Estar neste lugar de gente normal, faces que se confundem e façam confusão...um pouco de caos para tua harmonia, um pouco de tormento em seu sossego para um desnecessário sofrer;
Frio sopra e se parece castigo, açoite é imposição que faz doer, sem na pele que arrepia tocar, pele despida de abrigo...
Um bom amigo, contra frustração que se enfrenta do olhar do inexpressivo que fala de simpatia, contudo parece detestar em seu discurso fora de sintonia, a si mesmo;
Contradição, logo cedo era pra ser visão leve de perfeição...ar puro para se respirar, sem precisar de fumaça no peito...
Evita faces, evasivo dribla sono e disfarces de pessoas mascaradas temendo reflexo diante de espelho;
Respeito é o que se peça, todavia respeito é o que não se via, era peça fundamental que fazia falta...fazia frio, neste sonho misto de pesadelo;
Mais tarde, há de ser melhor...mais tarde, decerto será distinto de tudo isso como num passe de mágica;
Quem não desejava um beijo de colibri, não necessariamente pedia pelo sangue do olhar dos abutres, de seres tão especiais para si somente...seres fúteis e toda falácia;
Da carranca de instantes...uma lição de moral de quem nada tenha a oferecer;
Sirva-lhe nada além de uma dose amarga de absinto, sem copos...mas, suficiente para entorpecer, enlouquecer...

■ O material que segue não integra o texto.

//! External news sources.
//!
//! The [`NewsSource`] trait abstracts over article APIs so the engine can
//! swap implementations and mock them in tests. Sources return
//! [`ExternalNews`] records ready for the feed; how they were obtained is
//! invisible to the core.

use std::sync::{Arc, Mutex, PoisonError};
use std::time::{Duration, Instant};

use chrono::{DateTime, Utc};
use rand::rngs::StdRng;
use rand::seq::SliceRandom;
use rand::{Rng, SeedableRng};
use serde::Deserialize;
use thiserror::Error;
use tracing::{debug, warn};

use stockterm_core::domain::{ExternalNews, Impact, Qualitative};

use crate::circuit_breaker::CircuitBreaker;
use crate::config::{NewsSourceConfig, SimConfig, SourceKind};

#[derive(Debug, Clone, Error)]
pub enum NewsSourceError {
    #[error("network unreachable: {0}")]
    NetworkUnreachable(String),

    #[error("rate limited by {0}")]
    RateLimited(String),

    #[error("authentication rejected by {0}")]
    AuthenticationRequired(String),

    #[error("unexpected response from {source_name}: {detail}")]
    ResponseFormatChanged { source_name: String, detail: String },

    #[error("{0} is cooling down after repeated failures")]
    CircuitBreakerTripped(String),

    #[error("HTTP client setup failed: {0}")]
    Client(String),

    #[error("no news sources configured")]
    NoSources,

    #[error("all news sources failed; last error: {0}")]
    AllSourcesFailed(String),
}

pub trait NewsSource: Send + Sync {
    fn name(&self) -> &str;

    /// Fetch up to `limit` items. May serve cached data.
    fn fetch(&self, limit: usize) -> Result<Vec<ExternalNews>, NewsSourceError>;

    /// Fetch bypassing any cache.
    fn refresh(&self, limit: usize) -> Result<Vec<ExternalNews>, NewsSourceError> {
        self.fetch(limit)
    }

    fn is_available(&self) -> bool {
        true
    }
}

// ── Headline heuristics ──────────────────────────────────────────────

const POSITIVE_WORDS: [&str; 11] = [
    "rise", "gain", "up", "surge", "bull", "profit", "growth", "positive", "strong", "beat",
    "exceed",
];

const NEGATIVE_WORDS: [&str; 11] = [
    "fall", "drop", "down", "crash", "bear", "loss", "decline", "negative", "weak", "miss",
    "below",
];

/// Direction of a headline by counting which keyword list has more hits.
///
/// Matching is by substring, so "upgrade" counts for "up".
pub fn classify_impact(title: &str, description: &str) -> Qualitative {
    let text = format!("{title} {description}").to_lowercase();
    let score = |words: &[&str]| words.iter().filter(|w| text.contains(**w)).count();
    let positive = score(&POSITIVE_WORDS);
    let negative = score(&NEGATIVE_WORDS);
    match positive.cmp(&negative) {
        std::cmp::Ordering::Greater => Qualitative::Positive,
        std::cmp::Ordering::Less => Qualitative::Negative,
        std::cmp::Ordering::Equal => Qualitative::Neutral,
    }
}

/// Universe symbols mentioned as whole words in `text`; when none are, one to
/// three distinct random symbols.
pub fn extract_symbols<R: Rng + ?Sized>(
    text: &str,
    universe: &[String],
    rng: &mut R,
) -> Vec<String> {
    let upper = text.to_uppercase();
    let tokens: Vec<&str> = upper
        .split(|c: char| !c.is_ascii_alphanumeric())
        .filter(|t| !t.is_empty())
        .collect();
    let mentioned: Vec<String> = universe
        .iter()
        .filter(|sym| tokens.contains(&sym.as_str()))
        .cloned()
        .collect();
    if !mentioned.is_empty() || universe.is_empty() {
        return mentioned;
    }
    let count = rng.gen_range(1..=3);
    universe.choose_multiple(rng, count).cloned().collect()
}

// ── Articles API (NewsAPI / GNews) ───────────────────────────────────

#[derive(Debug, Deserialize)]
struct ArticlesResponse {
    #[serde(default)]
    articles: Option<Vec<Article>>,
    #[serde(default)]
    message: Option<String>,
}

#[derive(Debug, Deserialize)]
#[serde(rename_all = "camelCase")]
struct Article {
    title: Option<String>,
    description: Option<String>,
    content: Option<String>,
    published_at: Option<DateTime<Utc>>,
    source: Option<ArticleSource>,
    url: Option<String>,
}

#[derive(Debug, Deserialize)]
struct ArticleSource {
    name: Option<String>,
}

/// Article search endpoint returning `{ "articles": [...] }`.
pub struct ArticlesApiSource {
    config: NewsSourceConfig,
    client: reqwest::blocking::Client,
    circuit_breaker: Arc<CircuitBreaker>,
    universe: Vec<String>,
    rng: Mutex<StdRng>,
}

impl ArticlesApiSource {
    pub fn new(
        config: NewsSourceConfig,
        universe: Vec<String>,
        circuit_breaker: Arc<CircuitBreaker>,
        seed: u64,
    ) -> Result<Self, NewsSourceError> {
        let client = reqwest::blocking::Client::builder()
            .timeout(Duration::from_secs(config.timeout_secs))
            .user_agent(concat!("stockterm/", env!("CARGO_PKG_VERSION")))
            .build()
            .map_err(|e| NewsSourceError::Client(e.to_string()))?;
        Ok(Self {
            config,
            client,
            circuit_breaker,
            universe,
            rng: Mutex::new(StdRng::seed_from_u64(seed)),
        })
    }

    fn query(&self, limit: usize) -> Vec<(&'static str, String)> {
        let mut params = vec![("q", self.config.query.clone())];
        match self.config.kind {
            SourceKind::NewsApi => {
                params.push(("language", "en".into()));
                params.push(("sortBy", "publishedAt".into()));
                params.push(("pageSize", limit.to_string()));
                if let Some(key) = &self.config.api_key {
                    params.push(("apiKey", key.clone()));
                }
            }
            SourceKind::GNews => {
                params.push(("lang", "en".into()));
                params.push(("max", limit.to_string()));
                if let Some(key) = &self.config.api_key {
                    params.push(("token", key.clone()));
                }
            }
        }
        params
    }

    fn parse(&self, body: ArticlesResponse, limit: usize) -> Result<Vec<ExternalNews>, NewsSourceError> {
        let articles = body.articles.ok_or_else(|| NewsSourceError::ResponseFormatChanged {
            source_name: self.config.name.clone(),
            detail: body.message.unwrap_or_else(|| "missing `articles`".into()),
        })?;
        let mut rng = self.rng.lock().unwrap_or_else(PoisonError::into_inner);
        Ok(articles_to_news(
            articles,
            limit,
            &self.config.name,
            &self.universe,
            &mut *rng,
        ))
    }
}

fn articles_to_news<R: Rng + ?Sized>(
    articles: Vec<Article>,
    limit: usize,
    fallback_source: &str,
    universe: &[String],
    rng: &mut R,
) -> Vec<ExternalNews> {
    articles
        .into_iter()
        .filter_map(|a| {
            let title = a.title.filter(|t| !t.trim().is_empty())?;
            let description = a.description.or(a.content).unwrap_or_default();
            let impact = classify_impact(&title, &description);
            let affected_stocks = extract_symbols(&format!("{title} {description}"), universe, &mut *rng);
            Some(ExternalNews {
                impact: Impact::Qualitative(impact),
                affected_stocks,
                timestamp: a.published_at.unwrap_or_else(Utc::now),
                source: a
                    .source
                    .and_then(|s| s.name)
                    .unwrap_or_else(|| fallback_source.to_string()),
                url: a.url.unwrap_or_default(),
                title,
                content: description,
            })
        })
        .take(limit)
        .collect()
}

impl NewsSource for ArticlesApiSource {
    fn name(&self) -> &str {
        &self.config.name
    }

    fn fetch(&self, limit: usize) -> Result<Vec<ExternalNews>, NewsSourceError> {
        let name = self.config.name.clone();
        if !self.circuit_breaker.is_allowed() {
            return Err(NewsSourceError::CircuitBreakerTripped(name));
        }

        let resp = match self.client.get(&self.config.url).query(&self.query(limit)).send() {
            Ok(resp) => resp,
            Err(e) => {
                self.circuit_breaker.record_failure();
                return Err(NewsSourceError::NetworkUnreachable(e.to_string()));
            }
        };

        let status = resp.status();
        if status == reqwest::StatusCode::UNAUTHORIZED || status == reqwest::StatusCode::FORBIDDEN {
            self.circuit_breaker.trip();
            return Err(NewsSourceError::AuthenticationRequired(name));
        }
        if status == reqwest::StatusCode::TOO_MANY_REQUESTS {
            self.circuit_breaker.trip();
            return Err(NewsSourceError::RateLimited(name));
        }
        if !status.is_success() {
            self.circuit_breaker.record_failure();
            return Err(NewsSourceError::ResponseFormatChanged {
                source_name: name,
                detail: format!("HTTP {status}"),
            });
        }

        let body: ArticlesResponse = resp.json().map_err(|e| {
            self.circuit_breaker.record_failure();
            NewsSourceError::ResponseFormatChanged {
                source_name: name.clone(),
                detail: e.to_string(),
            }
        })?;
        let items = self.parse(body, limit)?;
        self.circuit_breaker.record_success();
        debug!(source = %name, count = items.len(), "fetched articles");
        Ok(items)
    }

    fn is_available(&self) -> bool {
        self.circuit_breaker.is_allowed()
    }
}

// ── Composition ──────────────────────────────────────────────────────

/// Tries each source in order; the first non-empty result wins.
pub struct FallbackChain {
    sources: Vec<Box<dyn NewsSource>>,
}

impl FallbackChain {
    pub fn new(sources: Vec<Box<dyn NewsSource>>) -> Self {
        Self { sources }
    }

    fn run(
        &self,
        limit: usize,
        call: impl Fn(&dyn NewsSource) -> Result<Vec<ExternalNews>, NewsSourceError>,
    ) -> Result<Vec<ExternalNews>, NewsSourceError> {
        if self.sources.is_empty() {
            return Err(NewsSourceError::NoSources);
        }
        let mut last_error = None;
        for source in &self.sources {
            if !source.is_available() {
                debug!(source = source.name(), "skipping unavailable news source");
                last_error = Some(NewsSourceError::CircuitBreakerTripped(source.name().into()));
                continue;
            }
            match call(source.as_ref()) {
                Ok(items) if !items.is_empty() => return Ok(items.into_iter().take(limit).collect()),
                Ok(_) => {
                    debug!(source = source.name(), "news source returned nothing");
                }
                Err(e) => {
                    warn!(source = source.name(), error = %e, "news source failed, trying next");
                    last_error = Some(e);
                }
            }
        }
        Err(NewsSourceError::AllSourcesFailed(
            last_error.map_or_else(|| "no items returned".to_string(), |e| e.to_string()),
        ))
    }
}

impl NewsSource for FallbackChain {
    fn name(&self) -> &str {
        "fallback-chain"
    }

    fn fetch(&self, limit: usize) -> Result<Vec<ExternalNews>, NewsSourceError> {
        self.run(limit, |s| s.fetch(limit))
    }

    fn refresh(&self, limit: usize) -> Result<Vec<ExternalNews>, NewsSourceError> {
        self.run(limit, |s| s.refresh(limit))
    }

    fn is_available(&self) -> bool {
        self.sources.iter().any(|s| s.is_available())
    }
}

/// Serves the last successful result until it expires.
pub struct CachedNewsSource<S> {
    inner: S,
    ttl: Duration,
    cache: Mutex<Option<(Instant, Vec<ExternalNews>)>>,
}

impl<S: NewsSource> CachedNewsSource<S> {
    pub fn new(inner: S, ttl: Duration) -> Self {
        Self {
            inner,
            ttl,
            cache: Mutex::new(None),
        }
    }

    fn store(&self, items: &[ExternalNews]) {
        let mut cache = self.cache.lock().unwrap_or_else(PoisonError::into_inner);
        *cache = Some((Instant::now(), items.to_vec()));
    }
}

impl<S: NewsSource> NewsSource for CachedNewsSource<S> {
    fn name(&self) -> &str {
        self.inner.name()
    }

    fn fetch(&self, limit: usize) -> Result<Vec<ExternalNews>, NewsSourceError> {
        {
            let cache = self.cache.lock().unwrap_or_else(PoisonError::into_inner);
            if let Some((at, items)) = cache.as_ref() {
                if at.elapsed() < self.ttl {
                    return Ok(items.iter().take(limit).cloned().collect());
                }
            }
        }
        self.refresh(limit)
    }

    fn refresh(&self, limit: usize) -> Result<Vec<ExternalNews>, NewsSourceError> {
        let items = self.inner.refresh(limit)?;
        self.store(&items);
        Ok(items)
    }

    fn is_available(&self) -> bool {
        self.inner.is_available()
    }
}

/// Build the configured source stack: cache over a fallback chain of
/// article APIs, each with its own circuit breaker. `None` when no sources
/// are configured.
pub fn build_news_source(
    config: &SimConfig,
    universe: Vec<String>,
    seed: u64,
) -> Result<Option<Arc<dyn NewsSource>>, NewsSourceError> {
    if config.news_sources.is_empty() {
        return Ok(None);
    }
    let mut sources: Vec<Box<dyn NewsSource>> = Vec::with_capacity(config.news_sources.len());
    for (i, source) in config.news_sources.iter().enumerate() {
        let breaker = Arc::new(CircuitBreaker::default_source());
        sources.push(Box::new(ArticlesApiSource::new(
            source.clone(),
            universe.clone(),
            breaker,
            seed.wrapping_add(i as u64),
        )?));
    }
    let cached = CachedNewsSource::new(FallbackChain::new(sources), config.news_cache_ttl());
    Ok(Some(Arc::new(cached)))
}
//! Rolling news feed: generation, ingestion, impact application, sentiment.
//!
//! Items are kept most-recent-first and capped; the oldest are evicted.

use std::collections::VecDeque;
use std::fmt;

use rand::seq::SliceRandom;
use rand::Rng;
use serde::{Deserialize, Serialize};

use super::impact::ImpactModel;
use super::templates::{MARKET_TEMPLATES, STOCK_TEMPLATES};
use crate::domain::{ExternalNews, News, Stock};

pub const DEFAULT_MAX_NEWS: usize = 50;

/// Chance a generated item targets a single stock rather than the market.
pub const STOCK_SPECIFIC_PROBABILITY: f64 = 0.7;

/// Number of recent items sentiment is computed over.
pub const SENTIMENT_WINDOW: usize = 20;

const SENTIMENT_THRESHOLD: f64 = 0.02;
const STOCK_JITTER: f64 = 0.02;
const MARKET_JITTER: f64 = 0.01;

#[derive(Debug, Clone, Copy, PartialEq, Eq, Serialize, Deserialize)]
#[serde(rename_all = "lowercase")]
pub enum MarketSentiment {
    Bullish,
    Bearish,
    Neutral,
}

impl fmt::Display for MarketSentiment {
    fn fmt(&self, f: &mut fmt::Formatter<'_>) -> fmt::Result {
        f.write_str(match self {
            MarketSentiment::Bullish => "bullish",
            MarketSentiment::Bearish => "bearish",
            MarketSentiment::Neutral => "neutral",
        })
    }
}

#[derive(Debug, Clone, PartialEq, Serialize)]
pub struct NewsSummary {
    pub total: usize,
    pub unread: usize,
    pub recent: Vec<News>,
    pub sentiment: MarketSentiment,
}

#[derive(Debug, Clone)]
pub struct NewsFeed {
    items: VecDeque<News>,
    max_items: usize,
    model: ImpactModel,
}

impl Default for NewsFeed {
    fn default() -> Self {
        Self::new(DEFAULT_MAX_NEWS, ImpactModel::default())
    }
}

impl NewsFeed {
    pub fn new(max_items: usize, model: ImpactModel) -> Self {
        Self {
            items: VecDeque::with_capacity(max_items),
            max_items: max_items.max(1),
            model,
        }
    }

    pub fn len(&self) -> usize {
        self.items.len()
    }

    pub fn is_empty(&self) -> bool {
        self.items.is_empty()
    }

    /// All items, most recent first.
    pub fn items(&self) -> impl Iterator<Item = &News> {
        self.items.iter()
    }

    /// Prepend an item, evicting the oldest beyond capacity.
    pub fn push(&mut self, news: News) -> &News {
        self.items.push_front(news);
        self.items.truncate(self.max_items);
        &self.items[0]
    }

    /// Generate one synthetic item and prepend it.
    ///
    /// With an empty universe every item is market-wide.
    pub fn generate<R: Rng + ?Sized>(&mut self, stocks: &[Stock], rng: &mut R) -> &News {
        let stock_specific = rng.gen::<f64>() < STOCK_SPECIFIC_PROBABILITY;
        let news = match (stock_specific, stocks.choose(rng)) {
            (true, Some(stock)) => {
                let template = STOCK_TEMPLATES.choose(rng).unwrap_or(&STOCK_TEMPLATES[0]);
                let jitter = (rng.gen::<f64>() - 0.5) * STOCK_JITTER;
                News::synthetic(
                    format!("{}: {}", stock.name, template.title),
                    template.content,
                    template.impact + jitter,
                    vec![stock.symbol.clone()],
                )
            }
            _ => {
                let template = MARKET_TEMPLATES.choose(rng).unwrap_or(&MARKET_TEMPLATES[0]);
                let jitter = (rng.gen::<f64>() - 0.5) * MARKET_JITTER;
                News::synthetic(
                    format!("Market News: {}", template.title),
                    template.content,
                    template.impact + jitter,
                    Vec::new(),
                )
            }
        };
        self.push(news)
    }

    /// Whether an external article with this title and url is already held.
    pub fn contains_external(&self, title: &str, url: &str) -> bool {
        self.items
            .iter()
            .any(|n| n.is_real && n.title == title && n.url.as_deref() == Some(url))
    }

    /// Wrap an externally sourced record and prepend it.
    pub fn ingest_external(&mut self, external: ExternalNews) -> &News {
        self.push(News::from(external))
    }

    /// Apply every unread item that names affected stocks, then mark it read.
    ///
    /// Unknown symbols are skipped. Items without affected stocks stay
    /// unread. Returns the number of items applied.
    pub fn apply_impact<R: Rng + ?Sized>(&mut self, stocks: &mut [Stock], rng: &mut R) -> usize {
        let mut applied = 0;
        for item in self.items.iter_mut() {
            if item.is_read || item.affected_stocks.is_empty() {
                continue;
            }
            for symbol in &item.affected_stocks {
                if let Some(stock) = stocks.iter_mut().find(|s| &s.symbol == symbol) {
                    self.model.apply(stock, &item.impact, rng);
                }
            }
            item.mark_read();
            applied += 1;
        }
        applied
    }

    pub fn sentiment(&self) -> MarketSentiment {
        let recent: Vec<f64> = self
            .items
            .iter()
            .take(SENTIMENT_WINDOW)
            .map(|n| self.model.sentiment_score(&n.impact))
            .collect();
        if recent.is_empty() {
            return MarketSentiment::Neutral;
        }
        let avg = recent.iter().sum::<f64>() / recent.len() as f64;
        if avg > SENTIMENT_THRESHOLD {
            MarketSentiment::Bullish
        } else if avg < -SENTIMENT_THRESHOLD {
            MarketSentiment::Bearish
        } else {
            MarketSentiment::Neutral
        }
    }

    pub fn latest(&self, limit: usize) -> Vec<&News> {
        self.items.iter().take(limit).collect()
    }

    pub fn unread(&self) -> Vec<&News> {
        self.items.iter().filter(|n| !n.is_read).collect()
    }

    pub fn unread_count(&self) -> usize {
        self.items.iter().filter(|n| !n.is_read).count()
    }

    pub fn mark_all_read(&mut self) {
        self.items.iter_mut().for_each(News::mark_read);
    }

    pub fn for_stock(&self, symbol: &str) -> Vec<&News> {
        self.items.iter().filter(|n| n.affects(symbol)).collect()
    }

    pub fn summary(&self) -> NewsSummary {
        NewsSummary {
            total: self.items.len(),
            unread: self.unread_count(),
            recent: self.latest(5).into_iter().cloned().collect(),
            sentiment: self.sentiment(),
        }
    }

    /// Replace contents with persisted items (most recent first), capped.
    pub fn restore(&mut self, items: Vec<News>) {
        self.items = items.into_iter().take(self.max_items).collect();
    }
}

Pare o carro, pare este carrossel insano de repetição desnecessária...pois, nesta fumaça que narina exala, gostaria de, juntamente, esvanecer...
Pare tudo, pois me apetece e há de ser de mais valia aquilo que paira no ar e ninguém nota...do convívio dos amáveis idiotas, um dia gostaria de desaparecer;
Um bom dia de maldição por entre os dentes evitar, um pouco mais de realidade em minha utopia de perfeição, longe desta travestida fala de maldição, omissão...
Pára tudo, para num bom dia que fosse deveras diferente, alguém que ousa sonhar poder viver!
Ainda que o idiota seja eu, ainda que eu tenha alguma razão em minha pretensão, meu lamento e por um momento...cegueira faça ver que o problema reside em você.




Um comentário:

  1. O que eu deveria dizer? Tchau?...prefiro omitir o que sinto.
    Minhas letras, ao menos, sei de onde são provenientes. Pessoas de coração e alma ausentes, corpo e ego presentes, pensando em superar alguém, quando há espaço para todos...com rimas que agradam aos ouvidos de pessoas com pouco discernimento, pouco sentimento, gente sem sentido.